The use of psychoactive plants and fungi allowed for entry into the spirit world. Stephen Buhner in his book Sacred Plant Medicine offers that it is within the human subconscious where mind-altering substances provide a gateway to the spirit world, the realm of the sacred. The subconscious informs the conscious that our experiences within the spirit world are indeed real. It has been the shaman, the healer, the priestess, the mystic, or the religious leader that helps the travelers understand their journeys and experiences within the spirit world.

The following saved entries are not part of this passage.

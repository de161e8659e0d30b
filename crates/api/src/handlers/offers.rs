//! Handlers for purchase offer intake.
//!
//! Offers are validated, persisted and announced on the workflow webhook.
//! Form history ("drafts") is stored per client key, newest first, and
//! capped at [`OFFER_HISTORY_CAP`] entries.

use axum::extract::{Path, Query, State};
use axum::http::StatusCode;
use axum::response::IntoResponse;
use axum::Json;
use listdesk_core::offer::{validate_offer, OfferSubmission, OFFER_HISTORY_CAP};
use listdesk_core::error::CoreError;
use listdesk_core::types::{CrmId, DbId};
use listdesk_db::repositories::{OfferDraftRepo, OfferRepo};
use listdesk_events::{event, WorkflowEvent};
use serde::{Deserialize, Serialize};
use uuid::Uuid;

use crate::error::{AppError, AppResult};
use crate::handlers::listings::notify;
use crate::response::DataResponse;
use crate::state::AppState;

/// How many on-market properties the offer form can pick from.
const AVAILABLE_PAGE_SIZE: u32 = 200;

/// A property the offer form can be filled against.
#[derive(Debug, Serialize)]
pub struct OfferProperty {
    pub id: CrmId,
    pub address: String,
    pub display_price: Option<String>,
    pub heading: Option<String>,
}

// ---------------------------------------------------------------------------
// Properties
// ---------------------------------------------------------------------------

/// GET /api/offers/properties
///
/// On-market residential sale properties from VaultRE.
pub async fn available_properties(State(state): State<AppState>) -> AppResult<impl IntoResponse> {
    let page = state
        .vaultre()?
        .available_sale_properties(AVAILABLE_PAGE_SIZE)
        .await?;

    let properties: Vec<OfferProperty> = page
        .items
        .into_iter()
        .map(|p| OfferProperty {
            id: p.id,
            address: p.display_address(),
            display_price: p.display_price,
            heading: p.heading,
        })
        .collect();

    tracing::debug!(count = properties.len(), "Loaded offer properties");
    Ok(Json(DataResponse { data: properties }))
}

// ---------------------------------------------------------------------------
// Submission
// ---------------------------------------------------------------------------

/// POST /api/offers
pub async fn submit_offer(
    State(state): State<AppState>,
    Json(offer): Json<OfferSubmission>,
) -> AppResult<impl IntoResponse> {
    validate_offer(&offer)?;
    let pool = state.db()?;

    let saved = OfferRepo::create(pool, &offer).await?;
    tracing::info!(
        offer_id = saved.id,
        property_id = ?saved.property_id,
        offer_price = saved.offer_price,
        "Offer submitted"
    );

    let payload = serde_json::to_value(&offer).unwrap_or_default();
    notify(&state, WorkflowEvent::new(event::OFFER_SUBMITTED, saved.id, payload)).await;

    Ok((StatusCode::CREATED, Json(DataResponse { data: saved })))
}

/// GET /api/offers/{id}
pub async fn get_offer(
    State(state): State<AppState>,
    Path(id): Path<DbId>,
) -> AppResult<impl IntoResponse> {
    let offer = OfferRepo::find_by_id(state.db()?, id)
        .await?
        .ok_or(CoreError::NotFound { entity: "Offer", id })?;
    Ok(Json(DataResponse { data: offer }))
}

// ---------------------------------------------------------------------------
// Drafts
// ---------------------------------------------------------------------------

#[derive(Debug, Deserialize)]
pub struct DraftListParams {
    pub client_key: Uuid,
}

#[derive(Debug, Deserialize)]
pub struct SaveDraft {
    pub client_key: Uuid,
    pub snapshot: serde_json::Value,
}

/// GET /api/offers/drafts?client_key=
///
/// Saved form snapshots for one client, newest first.
pub async fn list_drafts(
    State(state): State<AppState>,
    Query(params): Query<DraftListParams>,
) -> AppResult<impl IntoResponse> {
    let drafts = OfferDraftRepo::list(state.db()?, params.client_key).await?;
    Ok(Json(DataResponse { data: drafts }))
}

/// GET /api/offers/drafts/latest?client_key=
///
/// The snapshot to resume the form from; `data` is null when none is saved.
pub async fn latest_draft(
    State(state): State<AppState>,
    Query(params): Query<DraftListParams>,
) -> AppResult<impl IntoResponse> {
    let draft = OfferDraftRepo::latest(state.db()?, params.client_key).await?;
    Ok(Json(DataResponse { data: draft }))
}

/// POST /api/offers/drafts
///
/// Store a snapshot; the oldest beyond the cap are evicted.
pub async fn save_draft(
    State(state): State<AppState>,
    Json(input): Json<SaveDraft>,
) -> AppResult<impl IntoResponse> {
    if !input.snapshot.is_object() {
        return Err(AppError::BadRequest("snapshot must be a JSON object".into()));
    }

    let draft = OfferDraftRepo::save(state.db()?, input.client_key, &input.snapshot).await?;
    tracing::debug!(
        draft_id = draft.id,
        client_key = %input.client_key,
        cap = OFFER_HISTORY_CAP,
        "Offer draft saved"
    );

    Ok((StatusCode::CREATED, Json(DataResponse { data: draft })))
}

Today’s modern societies and state authorities have eliminated or made illegal the use of most psychoactive plants except for prescribed medicinal use or in rare cases for religious use (such as peyote by the Native American Church). Although psychoactive plants are still utilized today, in many cases, their sacred, ritualistic use has been transformed to profane recreational use or substance abuse. Regardless, many psychoactive plants have continued to maintain a place in modern secular and religious societies around the world. Unfortunately, the knowledge of their historical uses and meanings have been lost to the ages for the vast majority of people in today’s modern urban societies.

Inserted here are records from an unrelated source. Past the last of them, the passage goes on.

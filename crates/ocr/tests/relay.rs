//! End-to-end relay against a fake streaming model endpoint.

use axum::http::{header, StatusCode, Uri};
use axum::response::IntoResponse;
use axum::routing::post;
use axum::Router;
use listdesk_ocr::relay::PROGRESS_MESSAGE;
use listdesk_ocr::{spawn_relay, GeminiClient, GeminiConfig, ImageInput, OcrEvent};

async fn spawn_model(status: StatusCode, body: &'static str) -> GeminiClient {
    let app = Router::new().route(
        "/v1beta/models/{model}",
        post(move |uri: Uri| async move {
            assert!(uri.path().ends_with(":streamGenerateContent"));
            assert_eq!(uri.query(), Some("alt=sse"));
            (status, [(header::CONTENT_TYPE, "text/event-stream")], body).into_response()
        }),
    );
    let listener = tokio::net::TcpListener::bind("127.0.0.1:0").await.unwrap();
    let addr = listener.local_addr().unwrap();
    tokio::spawn(async move {
        axum::serve(listener, app).await.unwrap();
    });

    GeminiClient::new(GeminiConfig {
        api_key: "test-key".into(),
        model: "gemini-test".into(),
        base_url: format!("http://{addr}"),
    })
}

async fn collect(client: GeminiClient) -> Vec<OcrEvent> {
    let images = vec![ImageInput::new("image/jpeg", vec![0xff, 0xd8]).unwrap()];
    let (mut rx, handle) = spawn_relay(client, images);
    let mut events = Vec::new();
    while let Some(event) = rx.recv().await {
        events.push(event);
    }
    handle.await.unwrap();
    events
}

const GOOD_STREAM: &str = concat!(
    "data: {\"candidates\":[{\"content\":{\"parts\":[{\"text\":\"Looking at page one\",\"thought\":true}]}}]}\r\n\r\n",
    "data: {\"candidates\":[{\"content\":{\"parts\":[{\"text\":\"{\\\"listing_agent\\\": \\\"Mick Knight\\\",\"}]}}]}\r\n\r\n",
    "data: {\"candidates\":[{\"content\":{\"parts\":[{\"text\":\" \\\"suburb\\\": \\\"Ulverstone\\\"}\"}]}}]}\r\n\r\n",
);

// ---- Test: full event sequence ----

#[tokio::test]
async fn relays_in_order_and_completes() {
    let events = collect(spawn_model(StatusCode::OK, GOOD_STREAM).await).await;

    assert_eq!(events.len(), 5);
    assert_eq!(
        events[0],
        OcrEvent::Info {
            model_id: "gemini-test".into()
        }
    );
    assert_eq!(events[1], OcrEvent::Thought("Looking at page one".into()));
    assert_eq!(events[2], OcrEvent::Progress);
    assert_eq!(events[3].data(), PROGRESS_MESSAGE);

    match &events[4] {
        OcrEvent::Complete(listing) => {
            assert_eq!(listing["listing_agent"], "MICHAEL KNIGHT");
            assert_eq!(listing["listing_agent_id"], 30118);
            assert_eq!(listing["suburb"], "Ulverstone");
        }
        other => panic!("expected complete, got {other:?}"),
    }
}

// ---- Test: output without JSON ends in error ----

#[tokio::test]
async fn non_json_output_ends_with_error() {
    let body = "data: {\"candidates\":[{\"content\":{\"parts\":[{\"text\":\"I cannot read this\"}]}}]}\n\n";
    let events = collect(spawn_model(StatusCode::OK, body).await).await;

    assert_eq!(events.len(), 3);
    assert_eq!(events[1], OcrEvent::Progress);
    assert_eq!(
        events[2],
        OcrEvent::Error("No listing data found in model output".into())
    );
}

// ---- Test: upstream rejection ends in error without leaking the body ----

#[tokio::test]
async fn upstream_status_ends_with_error() {
    let events = collect(spawn_model(StatusCode::FORBIDDEN, "secret detail").await).await;

    assert_eq!(events.len(), 2);
    assert!(matches!(events[0], OcrEvent::Info { .. }));
    match &events[1] {
        OcrEvent::Error(message) => {
            assert_eq!(message, "Model API returned HTTP 403");
            assert!(!message.contains("secret"));
        }
        other => panic!("expected error, got {other:?}"),
    }
}

// ---- Test: dropped receiver stops the task ----

#[tokio::test]
async fn dropped_receiver_stops_relay() {
    let client = spawn_model(StatusCode::OK, GOOD_STREAM).await;
    let images = vec![ImageInput::new("image/png", vec![1]).unwrap()];
    let (rx, handle) = spawn_relay(client, images);
    drop(rx);
    handle.await.unwrap();
}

"Our capacity to recognize and seek out the sacred is one of the basic drives that make up the fabric of a human being… One must enter the realm of the sacred and experience its transcendent nature to fully understand it… It is this reality, that when experienced, is felt to be the REAL, a deeper and more meaningful reality than that we experience in our normal day-to-day lives."

~Stephen Harrod Buhner

Female shaman with drum from Altai region of Siberia. Female shaman with drum from Altai region of Siberia. The drum, often assisted by psychoactive fly agaric mushrooms, summoned the shaman’s spiritual helpers, sheltered the souls of a sick person, and defended the shaman against malevolent spirits.

Tungus shaman of Russia. Tungus shaman of Russia. The drum is the exclusive property and source of individual power for a shaman. Without it, he cannot perform his duties nor contact the spirit world. Photo: American Museum of Natural History.

Amazonian shaman. Amazonian shamans have knowledge of and access to many powerful psychoactive plants. Photo: American Academy of Achievement.